Imagine a bustling city with an intricate transportation system, keeping everything running smoothly. Now, picture this system starting to break down, causing traffic jams and delays throughout the city. In a similar way, mutations in the glucocerebrosidase (GBA) gene can disrupt the delicate balance of mitochondria and lysosomes in Parkinson’s disease (PD). GBA mutations, the most important genetic risk factors for PD, can lead to dysfunction in these cellular compartments, potentially contributing to the development of PD. Researchers are still unraveling the exact mechanisms behind this connection, but evidence points to issues with mitochondrial function, impaired recycling systems within cells (autophagy-lysosomal dysfunction), disrupted lipid regulation, and the accumulation of a protein called α-synuclein. These findings not only enhance our understanding of PD but also offer potential therapeutic targets. Approaches like enzyme replacement, reducing harmful substrates, gene therapy, and small molecules that promote proper protein folding are being explored as strategies to slow down PD progression in individuals with GBA mutations. By delving deeper into the intricate workings of these cellular processes, we can uncover new avenues for treating and managing PD.
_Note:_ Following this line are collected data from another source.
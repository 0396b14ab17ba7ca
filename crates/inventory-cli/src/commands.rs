//! Subcommands and their execution against any backend.

use anyhow::{bail, Context};
use clap::{Args, Subcommand};
use serde::Deserialize;
use serde_json::{json, Value};

use inventory_core::{
    BasicBlueprint, CanonicalPath, DataEntityBlueprint, DataEntityUpdate, DataRole, Direction,
    Entity, EntityKind, InventoryEntity, InventoryError, MetricBlueprint, MetricTypeBlueprint,
    Pager, Properties, RelativePath, ResourceBlueprint, ResourceTypeBlueprint, StructuredData,
};
use inventory_engine::{
    Backend, Data, Environments, Feeds, Inventory, Metrics, ReadWrite, ResourceTypes, Resources,
    Tenants,
};

/// Arguments of `create`, also the shape of one seed-file entry.
#[derive(Debug, Clone, Args, Deserialize)]
pub struct CreateArgs {
    /// Kind of the new entity: a path code (`e`) or a name (`Environment`).
    pub kind: String,

    /// Canonical path of the parent, or `-` for a tenant.
    #[serde(default = "no_parent")]
    pub parent: String,

    /// Id of the new entity, unique among its siblings.
    pub id: String,

    /// Canonical path of the resource type (resources only).
    #[arg(long)]
    #[serde(default)]
    pub resource_type: Option<String>,

    /// Canonical path of the metric type (metrics only).
    #[arg(long)]
    #[serde(default)]
    pub metric_type: Option<String>,

    /// Unit of a metric type.
    #[arg(long)]
    #[serde(default)]
    pub unit: Option<String>,

    /// Version of a resource type.
    #[arg(long)]
    #[serde(default)]
    pub type_version: Option<String>,

    /// Properties as a JSON object.
    #[arg(long, value_parser = parse_properties)]
    #[serde(default)]
    pub props: Option<Properties>,
}

fn no_parent() -> String {
    "-".to_string()
}

fn parse_properties(raw: &str) -> Result<Properties, String> {
    serde_json::from_str(raw).map_err(|e| format!("properties must be a JSON object: {e}"))
}

#[derive(Debug, Clone, Subcommand)]
pub enum Command {
    /// Create an entity under a parent.
    Create(CreateArgs),

    /// Show the entity at a canonical path.
    Get { path: String },

    /// List the children of a given kind (`-` lists tenants).
    List { path: String, kind: String },

    /// Delete an entity and everything it contains.
    Delete { path: String },

    /// Attach (or replace) structured data on a resource or resource type.
    SetData {
        owner: String,
        role: String,
        json: String,
    },

    /// Read structured data from a data entity.
    Data {
        path: String,

        /// Data path below the entity, e.g. `k;ports/i;0`.
        #[arg(long, default_value = ".")]
        relative: String,

        /// Stop at the first level of nesting.
        #[arg(long)]
        flat: bool,
    },

    /// List relationships of an entity.
    Relationships {
        path: String,

        #[arg(long, default_value = "outgoing")]
        direction: String,

        /// Only relationships with this label.
        #[arg(long)]
        named: Option<String>,
    },

    /// Make a resource own a metric.
    Associate { resource: String, metric: String },
}

fn canonical(raw: &str) -> anyhow::Result<CanonicalPath> {
    raw.parse()
        .with_context(|| format!("'{raw}' is not a canonical path"))
}

/// Run one command and return its JSON output.
pub async fn execute<B: Backend>(inventory: &Inventory<B>, command: &Command) -> anyhow::Result<Value> {
    match command {
        Command::Create(args) => Ok(serde_json::to_value(create(inventory, args).await?)?),
        Command::Get { path } => {
            let entity = inventory.entity_at(&canonical(path)?).await?;
            Ok(serde_json::to_value(entity)?)
        }
        Command::List { path, kind } => {
            let kind: EntityKind = kind.parse()?;
            let entities = list(inventory, path, kind).await?;
            Ok(serde_json::to_value(entities)?)
        }
        Command::Delete { path } => {
            inventory.delete_at(&canonical(path)?).await?;
            Ok(json!({ "deleted": path }))
        }
        Command::SetData { owner, role, json } => {
            let value: Value = serde_json::from_str(json).context("data must be valid JSON")?;
            let entity = set_data(inventory, &canonical(owner)?, role.parse::<DataRole>()?, value.into()).await?;
            Ok(serde_json::to_value(entity)?)
        }
        Command::Data {
            path,
            relative,
            flat,
        } => {
            let data = inventory.inspect::<Data>(&canonical(path)?)?;
            let relative: RelativePath = relative.parse()?;
            let value = if *flat {
                data.flat_data(&relative).await?
            } else {
                data.data(&relative).await?
            };
            Ok(Value::from(value))
        }
        Command::Relationships {
            path,
            direction,
            named,
        } => {
            let direction: Direction = direction.parse()?;
            let mut relationships = inventory.relationships_of(&canonical(path)?, direction);
            if let Some(label) = named {
                relationships = relationships.named(label.clone());
            }
            let page = relationships
                .get_all(Vec::new())?
                .entities(&Pager::unlimited())
                .await?;
            Ok(serde_json::to_value(page.items)?)
        }
        Command::Associate { resource, metric } => {
            let relationship = inventory
                .inspect::<Resources>(&canonical(resource)?)?
                .metrics()
                .associate(&canonical(metric)?)
                .await?;
            Ok(serde_json::to_value(relationship)?)
        }
    }
}

/// Create the entity described by `args` and return it as stored.
pub async fn create<B: Backend>(inventory: &Inventory<B>, args: &CreateArgs) -> anyhow::Result<Entity> {
    let kind: EntityKind = args.kind.parse()?;
    let properties = args.props.clone().unwrap_or_default();
    let parent = match args.parent.as_str() {
        "-" | "" => None,
        raw => Some(canonical(raw)?),
    };
    let basic = BasicBlueprint {
        id: args.id.clone(),
        properties: properties.clone(),
    };

    let entity = match (kind, parent) {
        (EntityKind::Tenant, None) => inventory
            .tenants()
            .create(&basic)
            .await?
            .entity()
            .await?
            .into_entity(),
        (EntityKind::Tenant, Some(parent)) => bail!("tenants have no parent, got {parent}"),
        (EntityKind::DataEntity, _) => bail!("data entities are created with set-data"),
        (kind, None) => bail!("{kind} needs a parent path"),
        (EntityKind::Environment, Some(parent)) => inventory
            .inspect::<Tenants>(&parent)?
            .environments()
            .create(&basic)
            .await?
            .entity()
            .await?
            .into_entity(),
        (EntityKind::Feed, Some(parent)) => inventory
            .inspect::<Environments>(&parent)?
            .feeds()
            .create(&basic)
            .await?
            .entity()
            .await?
            .into_entity(),
        (EntityKind::ResourceType, Some(parent)) => {
            let blueprint = ResourceTypeBlueprint {
                id: args.id.clone(),
                version: args.type_version.clone(),
                properties,
            };
            inventory
                .inspect::<Tenants>(&parent)?
                .resource_types()
                .create(&blueprint)
                .await?
                .entity()
                .await?
                .into_entity()
        }
        (EntityKind::MetricType, Some(parent)) => {
            let Some(unit) = &args.unit else {
                bail!("metric types need --unit");
            };
            let mut blueprint = MetricTypeBlueprint::new(args.id.clone(), unit.clone());
            blueprint.properties = properties;
            inventory
                .inspect::<Tenants>(&parent)?
                .metric_types()
                .create(&blueprint)
                .await?
                .entity()
                .await?
                .into_entity()
        }
        (EntityKind::Resource, Some(parent)) => {
            let Some(type_path) = &args.resource_type else {
                bail!("resources need --resource-type");
            };
            let mut blueprint = ResourceBlueprint::new(args.id.clone(), canonical(type_path)?);
            blueprint.properties = properties;
            resources_under(inventory, &parent)?
                .create(&blueprint)
                .await?
                .entity()
                .await?
                .into_entity()
        }
        (EntityKind::Metric, Some(parent)) => {
            let Some(type_path) = &args.metric_type else {
                bail!("metrics need --metric-type");
            };
            let mut blueprint = MetricBlueprint::new(args.id.clone(), canonical(type_path)?);
            blueprint.properties = properties;
            metrics_under(inventory, &parent)?
                .create(&blueprint)
                .await?
                .entity()
                .await?
                .into_entity()
        }
    };
    Ok(entity)
}

fn resources_under<B: Backend>(
    inventory: &Inventory<B>,
    parent: &CanonicalPath,
) -> anyhow::Result<ReadWrite<B, Resources>> {
    match parent.kind() {
        EntityKind::Environment => Ok(inventory.inspect::<Environments>(parent)?.resources()),
        EntityKind::Feed => Ok(inventory.inspect::<Feeds>(parent)?.resources()),
        other => bail!("resources cannot live under a {other}"),
    }
}

fn metrics_under<B: Backend>(
    inventory: &Inventory<B>,
    parent: &CanonicalPath,
) -> anyhow::Result<ReadWrite<B, Metrics>> {
    match parent.kind() {
        EntityKind::Environment => Ok(inventory.inspect::<Environments>(parent)?.metrics()),
        EntityKind::Feed => Ok(inventory.inspect::<Feeds>(parent)?.metrics()),
        other => bail!("metrics cannot live under a {other}"),
    }
}

async fn list<B: Backend>(
    inventory: &Inventory<B>,
    path: &str,
    kind: EntityKind,
) -> anyhow::Result<Vec<Entity>> {
    if path == "-" {
        if kind != EntityKind::Tenant {
            bail!("only tenants live at the top level");
        }
        let tenants = inventory.tenants().get_all().all().await?;
        return Ok(tenants.into_iter().map(InventoryEntity::into_entity).collect());
    }

    let children = inventory.children_of(&canonical(path)?).await?;
    Ok(children.into_iter().filter(|e| e.kind() == kind).collect())
}

/// Create the data entity for `role`, or replace its value if it already exists.
async fn set_data<B: Backend>(
    inventory: &Inventory<B>,
    owner: &CanonicalPath,
    role: DataRole,
    value: StructuredData,
) -> anyhow::Result<Entity> {
    let data: ReadWrite<B, Data> = match owner.kind() {
        EntityKind::Resource => inventory.inspect::<Resources>(owner)?.data(),
        EntityKind::ResourceType => inventory.inspect::<ResourceTypes>(owner)?.data(),
        other => bail!("a {other} cannot carry data"),
    };

    match data.create(&DataEntityBlueprint::new(role, value.clone())).await {
        Ok(created) => Ok(created.entity().await?.into_entity()),
        Err(InventoryError::EntityAlreadyExists { .. }) => {
            data.update(role.name(), &DataEntityUpdate { value }).await?;
            Ok(data.get(role.name()).entity().await?.into_entity())
        }
        Err(e) => Err(e.into()),
    }
}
Parkinson’s disease (PD) is the second most common neurodegenerative disease and is characterized by multiple motor and non-motor symptoms. Mutations in the glucocerebrosidase (GBA) gene, which encodes the lysosomal enzyme glucocerebrosidase (GCase), which hydrolyzes glucosylceramide (GlcCer) to glucose and ceramide, are the most important and common genetic PD risk factors discovered to date. Homozygous GBA mutations result in the most common lysosomal storage disorder, Gaucher’s disease (GD), which is classified according to the presence (neuronopathic types, type 2 and 3 GD) or absence (non-neuronopathic type, type 1 GD) of neurological symptoms. The clinical manifestations of PD in patients with GBA mutations are indistinguishable from those of sporadic PD at the individual level. However, accumulating data have indicated that GBA-associated PD patients exhibit a younger age of onset and a greater risk for cognitive impairment and psychiatric symptoms. The mechanisms underlying the increased risk of developing PD in GBA mutant carriers are currently unclear. Contributors to GBA-PD pathogenesis may include mitochondrial dysfunction, autophagy-lysosomal dysfunction, altered lipid homeostasis and enhanced α-synuclein aggregation. Therapeutic strategies for PD and GD targeting mutant GCase mainly include enzyme replacement, substrate reduction, gene and pharmacological small-molecule chaperones. Emerging clinical, genetic and pathogenic studies on GBA mutations and PD are making significant contributions to our understanding of PD-associated pathogenetic pathways, and further elucidating the interactions between GCase activity and neurodegeneration may improve therapeutic approaches for slowing PD progression.